Return a list of the best “good enough” matches. word is a sequence for which close matches are desired (typically a string), and possibilities is a list of sequences against which to match word (typically a list of strings).

Optional argument n (default 3) is the maximum number of close matches to return; n must be greater than 0.

Optional argument cutoff (default 0.6) is a float in the range [0, 1]. Possibilities that don’t score at least that similar to word are ignore

Lets look at an example

 

from difflib import get_close_matches

my_list1 = get_close_matches('mas', ['master', 'mask', 'basking', 'task', 'mass', 'massive', 'miss', 'mess'], n=1, cutoff=0.3)  
my_list2 = get_close_matches('mas', ['master', 'mask', 'basking', 'task', 'mass', 'massive', 'miss', 'mess'], n=2, cutoff=0.3)  
my_list3 = get_close_matches('mas', ['master', 'mask', 'basking', 'task', 'mass', 'massive', 'miss', 'mess'], n=3, cutoff=0.3)  

print("Matching words:", my_list1)
print("Matching words:", my_list2)
print("Matching words:", my_list3)  

This displayed the following

>>> %Run diffligclosematches.py
Matching words: ['mass']
Matching words: ['mass', 'mask']
Matching words: ['mass', 'mask', 'master']

SequenceMatcher class

The SequenceMatcher method will compare two provided strings and return the data representing the similarity between the two strings

You can use the ratio object to return a measure of the sequences’ similarity as a float in the range

Lets look at an example

# importing the difflib library 
import difflib  
from difflib import SequenceMatcher  
  
# strings  
string_1 = "This is the first string to check"  
string_2 = "This is the second string to check"  
  
# using the SequenceMatcher() function  
my_sequence = SequenceMatcher(a = string_1, b = string_2)  
  
# printing the result  
print("First String:", string_1)  
print("Second String:", string_2)  
print("Sequence Matched:", my_sequence.ratio()) 

This displayed the following

>>> %Run difflibsequence.py
First String: This is the first string to check
Second String: This is the second string to check
Sequence Matched: 0.8656716417910447

unified_diff class

difflib.unified_diff(a, b, fromfile=”, tofile=”, fromfiledate=”, tofiledate=”, n=3, lineterm=’\n’)

Compare a and b (lists of strings); return a delta (a generator generating the delta lines) in unified diff format.

Unified diffs are a compact way of showing just the lines that have changed plus a few lines of context.

The changes are shown in an inline style.
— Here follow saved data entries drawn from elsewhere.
//! Supervisor: routes a user turn to specialists and aggregates their answers
//!
//! ```text
//! user turn → supervisor loop ─┬─ 1 call  → invoke_one  (current task)
//!                              └─ N calls → invoke_many (pool, per-call timeout)
//!                                   ↓
//!                      results fed back as tool responses, in call order
//! ```

use super::invoker::ParallelInvoker;
use super::tools::{routing_instructions, supervisor_tools, target_specialist};
use super::types::{SpecialistResult, SubAgentCall};
use crate::ai::{LanguageModel, Message, MessageRole, ToolCall, ToolHistoryEntry, ToolResponse};
use crate::config::{Config, DEFAULT_SUPERVISOR_MAX_ITERATIONS};
use crate::errors::CoordError;
use crate::owner::ThreadAffinityExecutor;
use serde::Serialize;
use std::sync::Arc;
use uuid::Uuid;

pub const FOLLOW_UP_NOTE: &str =
    "Some parts of this request are not done yet; they will be picked up in a follow-up turn.";

/// What one user turn produced
#[derive(Debug, Clone, Serialize)]
pub struct TurnOutcome {
    pub turn_id: String,
    pub response: String,
    /// Every specialist result of the turn, in dispatch order
    pub results: Vec<SpecialistResult>,
    pub iterations: usize,
    /// False when the turn stopped early and left work for a follow-up
    pub completed: bool,
}

pub struct AgentRouter {
    model: Arc<dyn LanguageModel>,
    invoker: ParallelInvoker,
    runner: Arc<dyn ThreadAffinityExecutor>,
    supervisor_model: String,
    specialist_model: String,
    max_iterations: usize,
}

impl AgentRouter {
    pub fn new(
        model: Arc<dyn LanguageModel>,
        invoker: ParallelInvoker,
        runner: Arc<dyn ThreadAffinityExecutor>,
    ) -> Self {
        let defaults = Config::default();
        Self {
            model,
            invoker,
            runner,
            supervisor_model: defaults.supervisor_model,
            specialist_model: defaults.specialist_model,
            max_iterations: DEFAULT_SUPERVISOR_MAX_ITERATIONS,
        }
    }

    pub fn with_config(mut self, config: &Config) -> Self {
        self.supervisor_model = config.supervisor_model.clone();
        self.specialist_model = config.specialist_model.clone();
        self.max_iterations = config.supervisor_max_iterations.max(1);
        self
    }

    pub fn with_max_iterations(mut self, max_iterations: usize) -> Self {
        self.max_iterations = max_iterations.max(1);
        self
    }

    pub fn invoker(&self) -> &ParallelInvoker {
        &self.invoker
    }

    /// Run one user turn to completion. Never fails: problems surface as text.
    pub async fn handle_turn(&self, messages: Vec<Message>) -> TurnOutcome {
        let turn_id = Uuid::new_v4().to_string();
        let registry = self.invoker.registry().clone();
        let tools = supervisor_tools(&registry);

        let mut conversation = Vec::with_capacity(messages.len() + 1);
        conversation.push(Message::system(routing_instructions(&registry)));
        conversation.extend(messages);
        let fallback_task = conversation
            .iter()
            .rev()
            .find(|m| m.role == MessageRole::User)
            .map(|m| m.content.clone())
            .unwrap_or_default();

        let mut tool_history: Vec<ToolHistoryEntry> = Vec::new();
        let mut results: Vec<SpecialistResult> = Vec::new();

        for iteration in 1..=self.max_iterations {
            log::info!("[SUPERVISOR] Turn {} iteration {}", turn_id, iteration);

            let response = match self
                .model
                .generate_with_tools(&self.supervisor_model, &conversation, &tool_history, &tools)
                .await
            {
                Ok(response) => response,
                Err(e) => {
                    let error = CoordError::Model(e);
                    log::error!("[SUPERVISOR] {}", error);
                    let response = if results.is_empty() {
                        format!("Error: {}", error)
                    } else {
                        format!("{}\n\n{}", aggregate(&results), FOLLOW_UP_NOTE)
                    };
                    return TurnOutcome {
                        turn_id,
                        response,
                        results,
                        iterations: iteration,
                        completed: false,
                    };
                }
            };

            if !response.wants_tools() {
                let text = if response.content.is_empty() {
                    aggregate(&results)
                } else {
                    response.content
                };
                return TurnOutcome {
                    turn_id,
                    response: text,
                    results,
                    iterations: iteration,
                    completed: true,
                };
            }

            let round = self
                .dispatch(&response.tool_calls, &turn_id, &fallback_task)
                .await;
            let tool_responses = response
                .tool_calls
                .iter()
                .zip(round.iter())
                .map(|(call, result)| match &result.output {
                    Ok(text) => ToolResponse::success(call.id.clone(), text.clone()),
                    Err(text) => ToolResponse::error(call.id.clone(), text.clone()),
                })
                .collect();
            tool_history.push(ToolHistoryEntry::new(response.tool_calls, tool_responses));
            results.extend(round);
        }

        log::warn!(
            "[SUPERVISOR] Turn {} hit the iteration limit ({})",
            turn_id,
            self.max_iterations
        );
        TurnOutcome {
            turn_id,
            response: format!("{}\n\n{}", aggregate(&results), FOLLOW_UP_NOTE),
            results,
            iterations: self.max_iterations,
            completed: false,
        }
    }

    /// One supervisor round: a lone call runs inline, several go through the pool
    async fn dispatch(
        &self,
        tool_calls: &[ToolCall],
        turn_id: &str,
        fallback_task: &str,
    ) -> Vec<SpecialistResult> {
        let mut calls: Vec<SubAgentCall> = tool_calls
            .iter()
            .map(|tc| {
                let task = tc
                    .arguments
                    .get("task")
                    .and_then(|t| t.as_str())
                    .unwrap_or(fallback_task);
                SubAgentCall::new(
                    target_specialist(&tc.name),
                    self.specialist_model.clone(),
                    vec![Message::user(task)],
                    self.runner.clone(),
                )
                .with_turn(turn_id)
            })
            .collect();

        log::info!(
            "[SUPERVISOR] Routing to: {}",
            calls
                .iter()
                .map(|c| c.agent.as_str())
                .collect::<Vec<_>>()
                .join(", ")
        );

        if calls.len() == 1 {
            if let Some(call) = calls.pop() {
                return vec![self.invoker.invoke_one(call).await];
            }
        }
        self.invoker.invoke_many(calls).await
    }
}

/// Concatenate results in the order they were dispatched
pub fn aggregate(results: &[SpecialistResult]) -> String {
    results
        .iter()
        .map(|r| format!("[{}] {}", r.agent, r.text()))
        .collect::<Vec<_>>()
        .join("\n\n")
}
//! Multi-agent system types

use crate::ai::Message;
use crate::errors::CoordError;
use crate::owner::ThreadAffinityExecutor;
use async_trait::async_trait;
use serde::{Deserialize, Serialize};
use std::sync::Arc;
use uuid::Uuid;

/// One specialist invocation, owned by the invoker for the call's lifetime
#[derive(Clone)]
pub struct SubAgentCall {
    pub agent: String,
    pub model: String,
    pub messages: Vec<Message>,
    /// Marshals owner-affine tool bodies onto the document-owning thread
    pub runner: Arc<dyn ThreadAffinityExecutor>,
    /// Shared by every call made during one user turn
    pub turn_id: String,
}

impl SubAgentCall {
    pub fn new(
        agent: impl Into<String>,
        model: impl Into<String>,
        messages: Vec<Message>,
        runner: Arc<dyn ThreadAffinityExecutor>,
    ) -> Self {
        Self {
            agent: agent.into(),
            model: model.into(),
            messages,
            runner,
            turn_id: Uuid::new_v4().to_string(),
        }
    }

    pub fn with_turn(mut self, turn_id: impl Into<String>) -> Self {
        self.turn_id = turn_id.into();
        self
    }
}

impl std::fmt::Debug for SubAgentCall {
    fn fmt(&self, f: &mut std::fmt::Formatter<'_>) -> std::fmt::Result {
        f.debug_struct("SubAgentCall")
            .field("agent", &self.agent)
            .field("model", &self.model)
            .field("messages", &self.messages.len())
            .field("turn_id", &self.turn_id)
            .finish()
    }
}

/// Outcome of one specialist invocation. Errors are already rendered as
/// `"Error: {detail}"` so they can be shown to the user as-is.
#[derive(Debug, Clone, PartialEq, Eq, Serialize, Deserialize)]
pub struct SpecialistResult {
    pub agent: String,
    pub output: Result<String, String>,
}

impl SpecialistResult {
    pub fn success(agent: impl Into<String>, output: impl Into<String>) -> Self {
        Self {
            agent: agent.into(),
            output: Ok(output.into()),
        }
    }

    pub fn failure(agent: impl Into<String>, detail: impl std::fmt::Display) -> Self {
        Self {
            agent: agent.into(),
            output: Err(format!("Error: {}", detail)),
        }
    }

    /// Map a routing error to a result. A missing capability degrades to a
    /// readable answer; anything else is a failure.
    pub fn from_error(agent: impl Into<String>, error: &CoordError) -> Self {
        match error {
            CoordError::UnavailableCapability(..) => Self::success(agent, error.to_string()),
            other => Self::failure(agent, other),
        }
    }

    pub fn is_success(&self) -> bool {
        self.output.is_ok()
    }

    /// Output or rendered error, whichever this is
    pub fn text(&self) -> &str {
        match &self.output {
            Ok(text) | Err(text) => text,
        }
    }
}

/// Anything the invoker can run as a specialist
#[async_trait]
pub trait SubAgent: Send + Sync {
    fn name(&self) -> &str;

    /// One-line description of the domain, shown to the supervisor
    fn domain(&self) -> &str;

    /// `Err(reason)` when an optional dependency is missing
    fn availability(&self) -> Result<(), String> {
        Ok(())
    }

    async fn run(&self, call: SubAgentCall) -> Result<String, CoordError>;
}

#[cfg(test)]
mod tests {
    use super::*;

    #[test]
    fn test_error_rendering() {
        let failed = SpecialistResult::failure("color", "model overloaded");
        assert_eq!(failed.text(), "Error: model overloaded");
        assert!(!failed.is_success());

        let unknown =
            SpecialistResult::from_error("colr", &CoordError::UnknownRoute("colr".to_string()));
        assert_eq!(unknown.text(), "Error: Unknown specialist 'colr'");

        let missing = SpecialistResult::from_error(
            "voice",
            &CoordError::UnavailableCapability("voice".to_string(), "no tts engine".to_string()),
        );
        assert!(missing.is_success());
        assert_eq!(missing.text(), "voice is not available: no tts engine");
    }
}
use serde::{Deserialize, Serialize};
use serde_json::Value;

/// A tool invocation requested by the model
#[derive(Debug, Clone, PartialEq, Serialize, Deserialize)]
pub struct ToolCall {
    pub id: String,
    pub name: String,
    pub arguments: Value,
}

impl ToolCall {
    pub fn new(id: impl Into<String>, name: impl Into<String>, arguments: Value) -> Self {
        ToolCall {
            id: id.into(),
            name: name.into(),
            arguments,
        }
    }
}

/// The answer to one tool call, fed back on the next model turn
#[derive(Debug, Clone, PartialEq, Serialize, Deserialize)]
pub struct ToolResponse {
    pub tool_call_id: String,
    pub content: String,
    pub is_error: bool,
}

impl ToolResponse {
    pub fn success(tool_call_id: String, content: String) -> Self {
        ToolResponse {
            tool_call_id,
            content,
            is_error: false,
        }
    }

    pub fn error(tool_call_id: String, content: String) -> Self {
        ToolResponse {
            tool_call_id,
            content,
            is_error: true,
        }
    }
}

/// One round of tool calls and their responses
#[derive(Debug, Clone, PartialEq, Serialize, Deserialize)]
pub struct ToolHistoryEntry {
    pub tool_calls: Vec<ToolCall>,
    pub tool_responses: Vec<ToolResponse>,
}

impl ToolHistoryEntry {
    pub fn new(tool_calls: Vec<ToolCall>, tool_responses: Vec<ToolResponse>) -> Self {
        ToolHistoryEntry {
            tool_calls,
            tool_responses,
        }
    }
}

/// Either final text or a request to run tools
#[derive(Debug, Clone, PartialEq, Default, Serialize, Deserialize)]
pub struct AiResponse {
    pub content: String,
    pub tool_calls: Vec<ToolCall>,
    #[serde(skip_serializing_if = "Option::is_none")]
    pub stop_reason: Option<String>,
}

impl AiResponse {
    pub fn text(content: impl Into<String>) -> Self {
        AiResponse {
            content: content.into(),
            tool_calls: Vec::new(),
            stop_reason: Some("end_turn".to_string()),
        }
    }

    pub fn with_tools(tool_calls: Vec<ToolCall>) -> Self {
        AiResponse {
            content: String::new(),
            tool_calls,
            stop_reason: Some("tool_use".to_string()),
        }
    }

    pub fn wants_tools(&self) -> bool {
        !self.tool_calls.is_empty()
    }
}
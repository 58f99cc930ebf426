//! Error taxonomy for the coordination layer
//!
//! None of these are allowed to cross a thread boundary as a panic. Every
//! handoff (job delivery, owner-thread calls, specialist collection) turns
//! them into plain values first.

use std::any::Any;
use std::time::Duration;

#[derive(Debug, Clone, PartialEq, Eq, thiserror::Error)]
pub enum CoordError {
    /// Raised inside a submitted job
    #[error("Job '{id}' failed: {message}")]
    TransientJob { id: String, message: String },

    /// Raised while applying a queued mutation; the action is dropped
    #[error("Failed to apply {kind} on '{key}': {message}")]
    MutationApply {
        kind: String,
        key: String,
        message: String,
    },

    #[error("Specialist '{0}' timed out after {1:?}")]
    SpecialistTimeout(String, Duration),

    #[error("{0} is not available: {1}")]
    UnavailableCapability(String, String),

    #[error("Unknown specialist '{0}'")]
    UnknownRoute(String),

    /// The owning thread's loop has stopped, so nothing can be marshalled to it
    #[error("Owning thread is not running")]
    OwnerUnavailable,

    /// Language-model collaborator failure
    #[error("Model error: {0}")]
    Model(String),
}

impl CoordError {
    /// Whether retrying the same request could plausibly succeed.
    pub fn is_recoverable(&self) -> bool {
        match self {
            Self::TransientJob { .. } | Self::SpecialistTimeout(..) | Self::Model(_) => true,
            Self::MutationApply { .. }
            | Self::UnavailableCapability(..)
            | Self::UnknownRoute(_)
            | Self::OwnerUnavailable => false,
        }
    }
}

/// Extract a readable message from a caught panic payload.
pub fn panic_message(payload: &(dyn Any + Send)) -> String {
    if let Some(s) = payload.downcast_ref::<&str>() {
        format!("panicked: {}", s)
    } else if let Some(s) = payload.downcast_ref::<String>() {
        format!("panicked: {}", s)
    } else {
        "panicked".to_string()
    }
}

#[cfg(test)]
mod tests {
    use super::*;

    #[test]
    fn test_display_formats() {
        assert_eq!(
            CoordError::UnknownRoute("color".to_string()).to_string(),
            "Unknown specialist 'color'"
        );
        assert_eq!(
            CoordError::SpecialistTimeout("manim".to_string(), Duration::from_secs(120))
                .to_string(),
            "Specialist 'manim' timed out after 120s"
        );
        assert_eq!(
            CoordError::UnavailableCapability(
                "voice".to_string(),
                "tts backend missing".to_string()
            )
            .to_string(),
            "voice is not available: tts backend missing"
        );
    }

    #[test]
    fn test_recoverable() {
        let timeout = CoordError::SpecialistTimeout("a".to_string(), Duration::from_secs(1));
        assert!(timeout.is_recoverable());
        assert!(!CoordError::UnknownRoute("a".to_string()).is_recoverable());
        assert!(!CoordError::OwnerUnavailable.is_recoverable());
    }

    #[test]
    fn test_panic_message() {
        let payload = std::panic::catch_unwind(|| panic!("boom")).unwrap_err();
        assert_eq!(panic_message(payload.as_ref()), "panicked: boom");
    }
}
//! A specialist: one bounded tool-calling loop over its own tool set

use super::types::{SubAgent, SubAgentCall};
use crate::ai::{LanguageModel, Message, ToolCall, ToolHistoryEntry, ToolResponse};
use crate::config::DEFAULT_SPECIALIST_MAX_ITERATIONS;
use crate::document::AgentContext;
use crate::errors::CoordError;
use crate::owner::ThreadAffinityExecutor;
use crate::tools::{ToolContext, ToolRegistry};
use async_trait::async_trait;
use std::sync::Arc;

pub struct Specialist {
    name: String,
    domain: String,
    system_prompt: String,
    model: Arc<dyn LanguageModel>,
    tools: ToolRegistry,
    agent_context: AgentContext,
    max_iterations: usize,
    unavailable: Option<String>,
}

impl Specialist {
    pub fn new(
        name: impl Into<String>,
        domain: impl Into<String>,
        model: Arc<dyn LanguageModel>,
        agent_context: AgentContext,
    ) -> Self {
        let name = name.into();
        let domain = domain.into();
        let system_prompt = format!(
            "You are the {} specialist of a video editor. Your domain: {}. \
             Use your tools to carry out the task, then reply with a short summary.",
            name, domain
        );
        Self {
            name,
            domain,
            system_prompt,
            model,
            tools: ToolRegistry::new(),
            agent_context,
            max_iterations: DEFAULT_SPECIALIST_MAX_ITERATIONS,
            unavailable: None,
        }
    }

    pub fn with_tools(mut self, tools: ToolRegistry) -> Self {
        self.tools = tools;
        self
    }

    pub fn with_system_prompt(mut self, prompt: impl Into<String>) -> Self {
        self.system_prompt = prompt.into();
        self
    }

    pub fn with_max_iterations(mut self, max_iterations: usize) -> Self {
        self.max_iterations = max_iterations.max(1);
        self
    }

    /// Mark an optional capability whose dependency is missing
    pub fn unavailable(mut self, reason: impl Into<String>) -> Self {
        self.unavailable = Some(reason.into());
        self
    }

    pub fn tools(&self) -> &ToolRegistry {
        &self.tools
    }

    async fn execute_tool_calls(
        &self,
        tool_calls: &[ToolCall],
        context: &ToolContext,
        runner: &dyn ThreadAffinityExecutor,
    ) -> Vec<ToolResponse> {
        let mut responses = Vec::with_capacity(tool_calls.len());

        for call in tool_calls {
            let start = std::time::Instant::now();
            let result = self
                .tools
                .execute(&call.name, call.arguments.clone(), context, runner)
                .await;

            log::info!(
                "[SPECIALIST] {} ran '{}' in {}ms, success: {}",
                self.name,
                call.name,
                start.elapsed().as_millis(),
                result.success
            );

            responses.push(if result.success {
                ToolResponse::success(call.id.clone(), result.content)
            } else {
                ToolResponse::error(call.id.clone(), result.content)
            });
        }

        responses
    }
}

/// What the specialist reports when it runs out of iterations
fn partial_answer(
    name: &str,
    limit: usize,
    last_content: &str,
    history: &[ToolHistoryEntry],
) -> String {
    if !last_content.is_empty() {
        return last_content.to_string();
    }
    let steps: Vec<String> = history
        .iter()
        .flat_map(|entry| entry.tool_calls.iter().zip(entry.tool_responses.iter()))
        .map(|(call, response)| {
            format!("{} ({})", call.name, if response.is_error { "failed" } else { "ok" })
        })
        .collect();
    format!(
        "{} stopped after {} iterations without a final answer. Steps taken: {}",
        name,
        limit,
        if steps.is_empty() { "none".to_string() } else { steps.join(", ") }
    )
}

#[async_trait]
impl SubAgent for Specialist {
    fn name(&self) -> &str {
        &self.name
    }

    fn domain(&self) -> &str {
        &self.domain
    }

    fn availability(&self) -> Result<(), String> {
        match &self.unavailable {
            Some(reason) => Err(reason.clone()),
            None => Ok(()),
        }
    }

    async fn run(&self, call: SubAgentCall) -> Result<String, CoordError> {
        let context = ToolContext::new()
            .with_agent(self.name.clone())
            .with_turn(call.turn_id.clone());
        let tools = self.tools.definitions();

        let mut conversation = Vec::with_capacity(call.messages.len() + 1);
        conversation.push(Message::system(self.system_prompt.clone()));
        conversation.extend(call.messages);

        let mut tool_history: Vec<ToolHistoryEntry> = Vec::new();
        let mut last_content = String::new();

        // Document edits made from here until the guard drops are queued
        let _window = self.agent_context.enter();

        for iteration in 1..=self.max_iterations {
            log::debug!("[SPECIALIST] {} iteration {} starting", self.name, iteration);

            let response = self
                .model
                .generate_with_tools(&call.model, &conversation, &tool_history, &tools)
                .await
                .map_err(CoordError::Model)?;

            if !response.content.is_empty() {
                last_content = response.content.clone();
            }

            if !response.wants_tools() {
                log::info!(
                    "[SPECIALIST] {} finished after {} iteration(s)",
                    self.name,
                    iteration
                );
                return Ok(response.content);
            }

            let tool_responses = self
                .execute_tool_calls(&response.tool_calls, &context, call.runner.as_ref())
                .await;
            tool_history.push(ToolHistoryEntry::new(response.tool_calls, tool_responses));
        }

        log::warn!(
            "[SPECIALIST] {} hit the iteration limit ({})",
            self.name,
            self.max_iterations
        );
        Ok(partial_answer(
            &self.name,
            self.max_iterations,
            &last_content,
            &tool_history,
        ))
    }
}
//! Document entry tools
//!
//! Thin adapters from model tool calls to the document surface. They all run
//! on the owning thread. When handed a `MutationRouter`, edits made during an
//! agent turn are queued rather than applied in place, and the tool reports
//! them as accepted.

use crate::document::DocumentSink;
use crate::tools::registry::Tool;
use crate::tools::types::{
    PropertySchema, ThreadAffinity, ToolContext, ToolDefinition, ToolGroup, ToolInputSchema,
    ToolResult,
};
use serde::Deserialize;
use serde_json::Value;
use std::collections::HashMap;
use std::sync::Arc;

#[derive(Debug, Clone, Copy, PartialEq, Eq)]
enum EntryOp {
    Insert,
    Update,
    Delete,
    Read,
}

impl EntryOp {
    fn tool_name(self) -> &'static str {
        match self {
            EntryOp::Insert => "insert_entry",
            EntryOp::Update => "update_entry",
            EntryOp::Delete => "delete_entry",
            EntryOp::Read => "read_entry",
        }
    }
}

#[derive(Debug, Deserialize)]
struct EntryParams {
    key: String,
    #[serde(default)]
    values: Option<Value>,
}

/// One document operation exposed as a tool
pub struct DocumentEntryTool {
    op: EntryOp,
    sink: Arc<dyn DocumentSink>,
    definition: ToolDefinition,
}

impl DocumentEntryTool {
    pub fn insert(sink: Arc<dyn DocumentSink>) -> Self {
        Self::new(
            EntryOp::Insert,
            sink,
            "Add a new entry (clip, track, effect...) to the document. Fails if the key exists.",
        )
    }

    pub fn update(sink: Arc<dyn DocumentSink>) -> Self {
        Self::new(
            EntryOp::Update,
            sink,
            "Change fields of an existing entry. Object values are merged field by field.",
        )
    }

    pub fn delete(sink: Arc<dyn DocumentSink>) -> Self {
        Self::new(EntryOp::Delete, sink, "Remove an entry from the document.")
    }

    pub fn read(sink: Arc<dyn DocumentSink>) -> Self {
        Self::new(EntryOp::Read, sink, "Read the current value of an entry.")
    }

    /// All four tools sharing one sink
    pub fn all(sink: Arc<dyn DocumentSink>) -> Vec<Arc<dyn Tool>> {
        vec![
            Arc::new(Self::insert(sink.clone())),
            Arc::new(Self::update(sink.clone())),
            Arc::new(Self::delete(sink.clone())),
            Arc::new(Self::read(sink)),
        ]
    }

    fn new(op: EntryOp, sink: Arc<dyn DocumentSink>, description: &str) -> Self {
        let mut properties = HashMap::new();
        properties.insert(
            "key".to_string(),
            PropertySchema::string("Document path of the entry (e.g., 'clip1', 'track/2')"),
        );
        let mut required = vec!["key".to_string()];

        if matches!(op, EntryOp::Insert | EntryOp::Update) {
            properties.insert(
                "values".to_string(),
                PropertySchema::object("Field values for the entry"),
            );
            required.push("values".to_string());
        }

        DocumentEntryTool {
            op,
            sink,
            definition: ToolDefinition {
                name: op.tool_name().to_string(),
                description: description.to_string(),
                input_schema: ToolInputSchema {
                    schema_type: "object".to_string(),
                    properties,
                    required,
                },
                group: ToolGroup::Document,
            },
        }
    }
}

impl Tool for DocumentEntryTool {
    fn definition(&self) -> ToolDefinition {
        self.definition.clone()
    }

    fn affinity(&self) -> ThreadAffinity {
        ThreadAffinity::Owner
    }

    fn invoke(&self, params: Value, context: &ToolContext) -> ToolResult {
        let params: EntryParams = match serde_json::from_value(params) {
            Ok(p) => p,
            Err(e) => return ToolResult::error(format!("Invalid parameters: {}", e)),
        };

        let outcome = match self.op {
            EntryOp::Read => {
                return match self.sink.get(&params.key) {
                    Some(value) => ToolResult::success(value.to_string()),
                    None => ToolResult::error(format!("Entry '{}' not found", params.key)),
                };
            }
            EntryOp::Delete => self.sink.delete(&params.key),
            EntryOp::Insert | EntryOp::Update => {
                let Some(values) = params.values else {
                    return ToolResult::error(format!(
                        "Invalid parameters: {} requires 'values'",
                        self.op.tool_name()
                    ));
                };
                if self.op == EntryOp::Insert {
                    self.sink.insert(&params.key, values)
                } else {
                    self.sink.update(&params.key, values)
                }
            }
        };

        match outcome {
            Ok(()) => {
                log::debug!(
                    "[TOOLS] {} accepted {} '{}'",
                    context.agent_name(),
                    self.op.tool_name(),
                    params.key
                );
                ToolResult::success(format!("{} '{}' accepted", self.op.tool_name(), params.key))
            }
            Err(e) => ToolResult::error(format!(
                "{} '{}' failed: {}",
                self.op.tool_name(),
                params.key,
                e
            )),
        }
    }
}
The number of context lines is set by n which defaults to three.

Lets look an example

# importing the required modules  
import sys  
import difflib  
from difflib import unified_diff  
  
# defining the string variables  
string1 = ['C++\n', 'Java\n', 'Python\n', 'Javascript\n', 'HTML\n', 'Programming\n']  
string2 = ['Python\n', 'Lua\n', 'Perl\n', 'Go\n', 'Rust\n', 'Programming\n']  
  
# using the unified_diff() function  
sys.stdout.writelines(unified_diff(string1, string2))  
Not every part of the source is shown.